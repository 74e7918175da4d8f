//! Task and Result Types
//!
//! The wire form is `{index, payload}` going in and `{index, result}` or
//! `{index, error}` coming back, matching what a remote worker transport
//! would carry.

use serde::de::Error as _;
use serde::{Deserialize, Deserializer, Serialize, Serializer};

/// One unit of work: an opaque payload tagged with its position in the
/// submitting batch.
#[derive(Debug, Clone, PartialEq, Eq, Serialize, Deserialize)]
pub struct Task {
    pub index: usize,
    pub payload: String,
}

impl Task {
    pub fn new(index: usize, payload: impl Into<String>) -> Self {
        Self {
            index,
            payload: payload.into(),
        }
    }
}

/// What a unit produced for one task. A `Failed` outcome is ordinary
/// data, not a unit fault.
#[derive(Debug, Clone, PartialEq, Eq)]
pub enum TaskOutcome {
    Html(String),
    Failed(String),
}

/// A completed task, correlated back to its submission by `index`.
#[derive(Debug, Clone, PartialEq, Eq)]
pub struct TaskResult {
    pub index: usize,
    pub outcome: TaskOutcome,
}

#[derive(Serialize, Deserialize)]
struct WireResult {
    index: usize,
    #[serde(default, skip_serializing_if = "Option::is_none")]
    result: Option<String>,
    #[serde(default, skip_serializing_if = "Option::is_none")]
    error: Option<String>,
}

impl Serialize for TaskResult {
    fn serialize<S: Serializer>(&self, serializer: S) -> Result<S::Ok, S::Error> {
        let wire = match &self.outcome {
            TaskOutcome::Html(html) => WireResult {
                index: self.index,
                result: Some(html.clone()),
                error: None,
            },
            TaskOutcome::Failed(message) => WireResult {
                index: self.index,
                result: None,
                error: Some(message.clone()),
            },
        };
        wire.serialize(serializer)
    }
}

impl<'de> Deserialize<'de> for TaskResult {
    fn deserialize<D: Deserializer<'de>>(deserializer: D) -> Result<Self, D::Error> {
        let wire = WireResult::deserialize(deserializer)?;
        let outcome = match (wire.result, wire.error) {
            (Some(html), None) => TaskOutcome::Html(html),
            (None, Some(message)) => TaskOutcome::Failed(message),
            (Some(_), Some(_)) => {
                return Err(D::Error::custom("task result carries both result and error"))
            }
            (None, None) => {
                return Err(D::Error::custom("task result carries neither result nor error"))
            }
        };
        Ok(TaskResult {
            index: wire.index,
            outcome,
        })
    }
}

#[cfg(test)]
mod tests {
    use super::*;

    #[test]
    fn success_serializes_as_index_and_result() {
        let result = TaskResult {
            index: 2,
            outcome: TaskOutcome::Html("<p>ok</p>".into()),
        };
        let json = serde_json::to_string(&result).unwrap();
        assert_eq!(json, r#"{"index":2,"result":"<p>ok</p>"}"#);
        assert_eq!(serde_json::from_str::<TaskResult>(&json).unwrap(), result);
    }

    #[test]
    fn failure_serializes_as_index_and_error() {
        let result = TaskResult {
            index: 0,
            outcome: TaskOutcome::Failed("bad payload".into()),
        };
        let json = serde_json::to_string(&result).unwrap();
        assert_eq!(json, r#"{"index":0,"error":"bad payload"}"#);
        assert_eq!(serde_json::from_str::<TaskResult>(&json).unwrap(), result);
    }

    #[test]
    fn ambiguous_wire_forms_are_rejected() {
        assert!(serde_json::from_str::<TaskResult>(r#"{"index":1}"#).is_err());
        assert!(
            serde_json::from_str::<TaskResult>(r#"{"index":1,"result":"a","error":"b"}"#).is_err()
        );
    }
}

════════════════

Task brief:
All of the entries above are to be written out again exactly.

Solution for this exercise:
repository 74e7918175da4d8f
//! Task and Result Types
//!
//! The wire form is `{index, payload}` going in and `{index, result}` or
//! `{index, error}` coming back, matching what a remote worker transport
//! would carry.

use serde::de::Error as _;
use serde::{Deserialize, Deserializer, Serialize, Serializer};

/// One unit of work: an opaque payload tagged with its position in the
/// submitting batch.
#[derive(Debug, Clone, PartialEq, Eq, Serialize, Deserialize)]
pub struct Task {
    pub index: usize,
    pub payload: String,
}

impl Task {
    pub fn new(index: usize, payload: impl Into<String>) -> Self {
        Self {
            index,
            payload: payload.into(),
        }
    }
}

/// What a unit produced for one task. A `Failed` outcome is ordinary
/// data, not a unit fault.
#[derive(Debug, Clone, PartialEq, Eq)]
pub enum TaskOutcome {
    Html(String),
    Failed(String),
}

/// A completed task, correlated back to its submission by `index`.
#[derive(Debug, Clone, PartialEq, Eq)]
pub struct TaskResult {
    pub index: usize,
    pub outcome: TaskOutcome,
}

#[derive(Serialize, Deserialize)]
struct WireResult {
    index: usize,
    #[serde(default, skip_serializing_if = "Option::is_none")]
    result: Option<String>,
    #[serde(default, skip_serializing_if = "Option::is_none")]
    error: Option<String>,
}

impl Serialize for TaskResult {
    fn serialize<S: Serializer>(&self, serializer: S) -> Result<S::Ok, S::Error> {
        let wire = match &self.outcome {
            TaskOutcome::Html(html) => WireResult {
                index: self.index,
                result: Some(html.clone()),
                error: None,
            },
            TaskOutcome::Failed(message) => WireResult {
                index: self.index,
                result: None,
                error: Some(message.clone()),
            },
        };
        wire.serialize(serializer)
    }
}

impl<'de> Deserialize<'de> for TaskResult {
    fn deserialize<D: Deserializer<'de>>(deserializer: D) -> Result<Self, D::Error> {
        let wire = WireResult::deserialize(deserializer)?;
        let outcome = match (wire.result, wire.error) {
            (Some(html), None) => TaskOutcome::Html(html),
            (None, Some(message)) => TaskOutcome::Failed(message),
            (Some(_), Some(_)) => {
                return Err(D::Error::custom("task result carries both result and error"))
            }
            (None, None) => {
                return Err(D::Error::custom("task result carries neither result nor error"))
            }
        };
        Ok(TaskResult {
            index: wire.index,
            outcome,
        })
    }
}

#[cfg(test)]
mod tests {
    use super::*;

    #[test]
    fn success_serializes_as_index_and_result() {
        let result = TaskResult {
            index: 2,
            outcome: TaskOutcome::Html("<p>ok</p>".into()),
        };
        let json = serde_json::to_string(&result).unwrap();
        assert_eq!(json, r#"{"index":2,"result":"<p>ok</p>"}"#);
        assert_eq!(serde_json::from_str::<TaskResult>(&json).unwrap(), result);
    }

    #[test]
    fn failure_serializes_as_index_and_error() {
        let result = TaskResult {
            index: 0,
            outcome: TaskOutcome::Failed("bad payload".into()),
        };
        let json = serde_json::to_string(&result).unwrap();
        assert_eq!(json, r#"{"index":0,"error":"bad payload"}"#);
        assert_eq!(serde_json::from_str::<TaskResult>(&json).unwrap(), result);
    }

    #[test]
    fn ambiguous_wire_forms_are_rejected() {
        assert!(serde_json::from_str::<TaskResult>(r#"{"index":1}"#).is_err());
        assert!(
            serde_json::from_str::<TaskResult>(r#"{"index":1,"result":"a","error":"b"}"#).is_err()
        );
    }
}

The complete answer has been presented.